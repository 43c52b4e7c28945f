use tracing::debug;

use crate::error::ChartResult;
use crate::interaction::CrosshairMode;
use crate::render::Renderer;

use super::{ChartEngine, ChartOptions};

impl<R: Renderer> ChartEngine<R> {
    /// Replaces the whole option set. Scales keep their data and visible
    /// window; only the changed behavior takes effect.
    ///
    /// With `auto_size` the viewport stays whatever the container last
    /// reported.
    pub fn apply_options(&mut self, mut options: ChartOptions) -> ChartResult<()> {
        options.validate()?;
        if options.auto_size {
            options.viewport = self.core.options.viewport;
        }

        if options.time_scale != self.core.options.time_scale {
            self.core.model.time_scale_mut().apply_options(options.time_scale)?;
        }
        if options.left_price_scale != self.core.options.left_price_scale
            || options.right_price_scale != self.core.options.right_price_scale
        {
            self.core
                .model
                .set_default_price_scale_options(options.left_price_scale, options.right_price_scale)?;
        }
        if options.device_pixel_ratio != self.core.presentation.device_pixel_ratio {
            self.set_device_pixel_ratio(options.device_pixel_ratio)?;
        }

        let crosshair_mode = options.crosshair.mode;
        self.core.options = options;
        self.sync_recognizers();
        if crosshair_mode == CrosshairMode::Hidden {
            self.hide_crosshair();
        } else {
            self.refresh_crosshair();
        }
        self.relayout()?;
        self.core.model.full_update();
        debug!(
            width = self.core.options.viewport.width,
            height = self.core.options.viewport.height,
            auto_size = self.core.options.auto_size,
            "chart options applied"
        );
        Ok(())
    }

    /// Merges a partial JSON object into the current options and applies
    /// the result. Invalid patches leave the engine untouched.
    pub fn apply_options_json(&mut self, patch: &str) -> ChartResult<()> {
        let merged = self.core.options.merged_with_json(patch)?;
        self.apply_options(merged)
    }
}
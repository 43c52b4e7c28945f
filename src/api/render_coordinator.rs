use tracing::trace;

use crate::error::ChartResult;
use crate::model::{
    InvalidateMask, InvalidationLevel, PriceScaleId, PriceTickMark, StrictRange, TimeAxisMark,
};
use crate::render::{PriceAxisSide, RenderFrame, Renderer};

use super::ChartEngine;

/// Tick marks and visible range shared by every canvas of one pass.
pub(super) struct SceneInputs {
    pub(super) visible: Option<StrictRange>,
    pub(super) time_marks: Vec<TimeAxisMark>,
    /// Per pane: left then right scale marks.
    pub(super) price_marks: Vec<[Vec<PriceTickMark>; 2]>,
}

impl SceneInputs {
    pub(super) fn price_marks(&self, pane_index: usize, side: PriceAxisSide) -> &[PriceTickMark] {
        let slot = match side {
            PriceAxisSide::Left => 0,
            PriceAxisSide::Right => 1,
        };
        self.price_marks
            .get(pane_index)
            .map_or(&[], |marks| marks[slot].as_slice())
    }
}

pub(super) struct RenderCoordinator;

impl RenderCoordinator {
    /// Draws what `mask` invalidated: main canvases and price axes of
    /// Light/Full panes, top canvases down to Cursor, the time axis on Light.
    pub(super) fn render<R: Renderer>(
        engine: &mut ChartEngine<R>,
        mask: &InvalidateMask,
    ) -> ChartResult<usize> {
        let pane_levels: Vec<InvalidationLevel> = (0..engine.core.model.panes().len())
            .map(|pane_index| mask.invalidation_for_pane(pane_index).level)
            .collect();
        let time_axis = mask.max_level() >= InvalidationLevel::Light;
        Self::render_surfaces(engine, &pane_levels, time_axis)
    }

    pub(super) fn render_all<R: Renderer>(engine: &mut ChartEngine<R>) -> ChartResult<usize> {
        let pane_levels = vec![InvalidationLevel::Full; engine.core.model.panes().len()];
        Self::render_surfaces(engine, &pane_levels, true)
    }

    fn render_surfaces<R: Renderer>(
        engine: &mut ChartEngine<R>,
        pane_levels: &[InvalidationLevel],
        time_axis: bool,
    ) -> ChartResult<usize> {
        let inputs = engine.collect_scene_inputs(pane_levels, time_axis);
        let mut frames: Vec<RenderFrame> = Vec::new();
        for (pane_index, level) in pane_levels.iter().enumerate() {
            if *level >= InvalidationLevel::Light {
                frames.extend(engine.pane_main_frame(pane_index, &inputs));
                for side in [PriceAxisSide::Left, PriceAxisSide::Right] {
                    frames.extend(engine.price_axis_frame(
                        pane_index,
                        side,
                        inputs.price_marks(pane_index, side),
                    ));
                }
            }
            if *level >= InvalidationLevel::Cursor {
                frames.extend(engine.pane_top_frame(pane_index));
            }
        }
        if time_axis {
            frames.extend(engine.time_axis_frame(&inputs.time_marks));
        }

        for frame in &frames {
            engine.renderer.render(frame)?;
        }
        trace!(canvases = frames.len(), "render pass finished");
        Ok(frames.len())
    }
}

impl<R: Renderer> ChartEngine<R> {
    /// Builds tick marks only for surfaces the pass draws; a cursor pass
    /// needs none.
    fn collect_scene_inputs(
        &mut self,
        pane_levels: &[InvalidationLevel],
        time_axis: bool,
    ) -> SceneInputs {
        let font_size = self.core.options.layout.font_size;
        let visible = self.core.model.time_scale_mut().visible_strict_range();
        let any_main = pane_levels
            .iter()
            .any(|level| *level >= InvalidationLevel::Light);
        let time_marks = if time_axis || any_main {
            self.core.model.time_scale_mut().time_axis_marks(font_size)
        } else {
            Vec::new()
        };
        let mut price_marks = Vec::with_capacity(pane_levels.len());
        for (pane_index, level) in pane_levels.iter().enumerate() {
            if *level < InvalidationLevel::Light {
                price_marks.push([Vec::new(), Vec::new()]);
                continue;
            }
            let mut marks_for = |id: PriceScaleId| {
                self.core
                    .model
                    .price_scale_mut(pane_index, &id)
                    .map(|scale| scale.tick_marks(font_size).to_vec())
                    .unwrap_or_default()
            };
            price_marks.push([marks_for(PriceScaleId::left()), marks_for(PriceScaleId::right())]);
        }
        SceneInputs {
            visible,
            time_marks,
            price_marks,
        }
    }
}
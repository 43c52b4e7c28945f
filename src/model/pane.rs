use indexmap::IndexMap;

use crate::core::{PlotList, Series, SeriesId};
use crate::error::{ChartError, ChartResult};
use crate::extensions::PanePrimitive;

use super::{AutoScaleInfo, AutoScaleSource, PriceScale, PriceScaleId, PriceScaleOptions, StrictRange};

/// Smallest height a pane is laid out with.
pub const MIN_PANE_HEIGHT: f64 = 2.0;

/// One vertical section of the chart: its price scales, the series drawn in it
/// and host primitives attached to it.
pub struct Pane {
    stretch_factor: f64,
    height: f64,
    price_scales: IndexMap<PriceScaleId, PriceScale>,
    series: Vec<SeriesId>,
    primitives: Vec<Box<dyn PanePrimitive>>,
    primitives_version: u64,
}

impl Pane {
    #[must_use]
    pub fn new(left_options: PriceScaleOptions, right_options: PriceScaleOptions) -> Self {
        let mut price_scales = IndexMap::new();
        price_scales.insert(
            PriceScaleId::left(),
            PriceScale::new(PriceScaleId::left(), left_options),
        );
        price_scales.insert(
            PriceScaleId::right(),
            PriceScale::new(PriceScaleId::right(), right_options),
        );
        Self {
            stretch_factor: 1.0,
            height: 0.0,
            price_scales,
            series: Vec::new(),
            primitives: Vec::new(),
            primitives_version: 0,
        }
    }

    #[must_use]
    pub fn stretch_factor(&self) -> f64 {
        self.stretch_factor
    }

    pub fn set_stretch_factor(&mut self, stretch_factor: f64) -> ChartResult<()> {
        validate_stretch_factor(stretch_factor)?;
        self.stretch_factor = stretch_factor;
        Ok(())
    }

    #[must_use]
    pub fn height(&self) -> f64 {
        self.height
    }

    pub fn set_height(&mut self, height: f64) {
        self.height = height;
        for scale in self.price_scales.values_mut() {
            scale.set_height(height);
        }
    }

    #[must_use]
    pub fn price_scale(&self, id: &PriceScaleId) -> Option<&PriceScale> {
        self.price_scales.get(id)
    }

    pub fn price_scale_mut(&mut self, id: &PriceScaleId) -> Option<&mut PriceScale> {
        self.price_scales.get_mut(id)
    }

    pub fn price_scales(&self) -> impl Iterator<Item = &PriceScale> {
        self.price_scales.values()
    }

    /// Returns the scale with `id`, creating an overlay scale on first use.
    pub fn ensure_price_scale(
        &mut self,
        id: &PriceScaleId,
        options: PriceScaleOptions,
    ) -> &mut PriceScale {
        let height = self.height;
        self.price_scales.entry(id.clone()).or_insert_with(|| {
            let mut scale = PriceScale::new(id.clone(), options);
            scale.set_height(height);
            scale
        })
    }

    /// Scale used for crosshair prices and primitives: the right one unless
    /// only the left one is visible.
    #[must_use]
    pub fn default_price_scale_id(&self) -> PriceScaleId {
        let right_visible = self
            .price_scale(&PriceScaleId::right())
            .is_some_and(|scale| scale.options().visible);
        let left_visible = self
            .price_scale(&PriceScaleId::left())
            .is_some_and(|scale| scale.options().visible);
        if !right_visible && left_visible {
            PriceScaleId::left()
        } else {
            PriceScaleId::right()
        }
    }

    #[must_use]
    pub fn default_price_scale(&self) -> Option<&PriceScale> {
        self.price_scale(&self.default_price_scale_id())
    }

    #[must_use]
    pub fn series(&self) -> &[SeriesId] {
        &self.series
    }

    pub(crate) fn add_series(&mut self, series: SeriesId) {
        if !self.series.contains(&series) {
            self.series.push(series);
        }
    }

    pub(crate) fn remove_series(&mut self, series: SeriesId) -> bool {
        let before = self.series.len();
        self.series.retain(|id| *id != series);
        before != self.series.len()
    }

    /// Drops overlay scales no series refers to any more.
    pub(crate) fn drop_unused_overlays(&mut self, in_use: &[PriceScaleId]) {
        self.price_scales
            .retain(|id, _| !id.is_overlay() || in_use.contains(id));
    }

    #[must_use]
    pub fn primitives(&self) -> &[Box<dyn PanePrimitive>] {
        &self.primitives
    }

    /// Bumped whenever a primitive is attached or detached.
    #[must_use]
    pub fn primitives_version(&self) -> u64 {
        self.primitives_version
    }

    pub fn attach_primitive(&mut self, primitive: Box<dyn PanePrimitive>) {
        self.primitives.push(primitive);
        self.primitives_version += 1;
    }

    pub fn detach_primitive(&mut self, id: &str) -> Option<Box<dyn PanePrimitive>> {
        let position = self.primitives.iter().position(|p| p.id() == id)?;
        self.primitives_version += 1;
        Some(self.primitives.remove(position))
    }

    /// Runs autoscale on every scale of the pane. Primitives contribute to the
    /// default scale only.
    pub(crate) fn recalculate(&mut self, visible: StrictRange, series: &[SeriesSource<'_>]) {
        let default_id = self.default_price_scale_id();
        let Self {
            price_scales,
            primitives,
            ..
        } = self;
        for (id, scale) in price_scales.iter_mut() {
            let primitive_sources: Vec<PrimitiveSource<'_>> = if *id == default_id {
                primitives
                    .iter()
                    .map(|primitive| PrimitiveSource(primitive.as_ref()))
                    .collect()
            } else {
                Vec::new()
            };
            let on_scale: Vec<&SeriesSource<'_>> = series
                .iter()
                .filter(|source| source.series.options().price_scale_id == id.as_str())
                .collect();
            if let Some(first) = on_scale.first() {
                scale.set_price_format(first.series.options().price_format);
            }
            let sources: Vec<&dyn AutoScaleSource> = on_scale
                .into_iter()
                .map(|source| source as &dyn AutoScaleSource)
                .chain(
                    primitive_sources
                        .iter()
                        .map(|source| source as &dyn AutoScaleSource),
                )
                .collect();
            scale.recalculate_price_range(visible, &sources);
        }
    }
}

impl std::fmt::Debug for Pane {
    fn fmt(&self, f: &mut std::fmt::Formatter<'_>) -> std::fmt::Result {
        f.debug_struct("Pane")
            .field("stretch_factor", &self.stretch_factor)
            .field("height", &self.height)
            .field("price_scales", &self.price_scales.keys().collect::<Vec<_>>())
            .field("series", &self.series)
            .field("primitives", &self.primitives.len())
            .finish()
    }
}

/// A series together with its rows, seen by a price scale's autoscale pass.
#[derive(Debug, Clone, Copy)]
pub(crate) struct SeriesSource<'a> {
    pub(crate) series: &'a Series,
    pub(crate) rows: Option<&'a PlotList>,
    pub(crate) visible: StrictRange,
}

impl AutoScaleSource for SeriesSource<'_> {
    fn visible(&self) -> bool {
        self.series.options().visible
    }

    fn first_value(&self) -> Option<f64> {
        self.series.first_value(self.rows?, self.visible)
    }

    fn autoscale_info(&self, visible_bars: StrictRange) -> Option<AutoScaleInfo> {
        self.series.autoscale_info(self.rows?, visible_bars)
    }

    fn min_move(&self) -> f64 {
        self.series.options().price_format.min_move
    }
}

struct PrimitiveSource<'a>(&'a dyn PanePrimitive);

impl AutoScaleSource for PrimitiveSource<'_> {
    fn visible(&self) -> bool {
        true
    }

    fn first_value(&self) -> Option<f64> {
        None
    }

    fn autoscale_info(&self, visible_bars: StrictRange) -> Option<AutoScaleInfo> {
        self.0.autoscale_info(visible_bars)
    }
}

/// Splits `total` between panes by stretch factor. Every pane but the last is
/// rounded to whole pixels; the last one takes the remainder.
#[must_use]
pub fn distribute_pane_heights(stretch_factors: &[f64], total: f64) -> Vec<f64> {
    if stretch_factors.is_empty() {
        return Vec::new();
    }
    let total = if total.is_finite() { total.max(0.0) } else { 0.0 };
    let weights: Vec<f64> = stretch_factors
        .iter()
        .map(|factor| {
            if factor.is_finite() && *factor > 0.0 {
                *factor
            } else {
                0.0
            }
        })
        .collect();
    let mut weight_sum: f64 = weights.iter().sum();
    let weights = if weight_sum > 0.0 {
        weights
    } else {
        weight_sum = weights.len() as f64;
        vec![1.0; weights.len()]
    };

    let last = weights.len() - 1;
    let mut consumed = 0.0;
    let mut heights = Vec::with_capacity(weights.len());
    for (index, weight) in weights.iter().enumerate() {
        let height = if index == last {
            (total - consumed).max(MIN_PANE_HEIGHT)
        } else {
            (weight * total / weight_sum).round().max(MIN_PANE_HEIGHT)
        };
        consumed += height;
        heights.push(height);
    }
    heights
}

fn validate_stretch_factor(stretch_factor: f64) -> ChartResult<()> {
    if !stretch_factor.is_finite() || stretch_factor <= 0.0 {
        return Err(ChartError::InvalidData(
            "pane stretch factor must be finite and > 0".to_owned(),
        ));
    }
    Ok(())
}

#[cfg(test)]
mod tests {
    use super::{Pane, distribute_pane_heights};
    use crate::model::{PriceScaleId, PriceScaleOptions};

    #[test]
    fn pane_creates_left_right_price_scales() {
        let pane = Pane::new(PriceScaleOptions::default(), PriceScaleOptions::default());
        assert!(pane.price_scale(&PriceScaleId::left()).is_some());
        assert!(pane.price_scale(&PriceScaleId::right()).is_some());
        assert_eq!(pane.default_price_scale_id(), PriceScaleId::right());
    }

    #[test]
    fn default_scale_falls_back_to_visible_left() {
        let right = PriceScaleOptions {
            visible: false,
            ..PriceScaleOptions::default()
        };
        let left = PriceScaleOptions {
            visible: true,
            ..PriceScaleOptions::default()
        };
        let pane = Pane::new(left, right);
        assert_eq!(pane.default_price_scale_id(), PriceScaleId::left());
    }

    #[test]
    fn overlay_scale_inherits_pane_height() {
        let mut pane = Pane::new(PriceScaleOptions::default(), PriceScaleOptions::default());
        pane.set_height(300.0);
        let overlay = pane.ensure_price_scale(&PriceScaleId::new("volume"), PriceScaleOptions::default());
        assert!((overlay.height() - 300.0).abs() <= f64::EPSILON);
    }

    #[test]
    fn rejects_non_positive_stretch() {
        let mut pane = Pane::new(PriceScaleOptions::default(), PriceScaleOptions::default());
        assert!(pane.set_stretch_factor(0.0).is_err());
        assert!(pane.set_stretch_factor(f64::NAN).is_err());
        assert!(pane.set_stretch_factor(2.0).is_ok());
    }

    #[test]
    fn heights_follow_stretch_and_last_takes_remainder() {
        let heights = distribute_pane_heights(&[1.0, 1.0, 1.0], 100.0);
        assert_eq!(heights, vec![33.0, 33.0, 34.0]);

        let heights = distribute_pane_heights(&[3.0, 1.0], 400.0);
        assert_eq!(heights, vec![300.0, 100.0]);
    }
}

•••

* **BRIEF**
Say how many lines in the entries contain the string "slot", and say nothing else.

* **EXERCISE RESPONSE**
2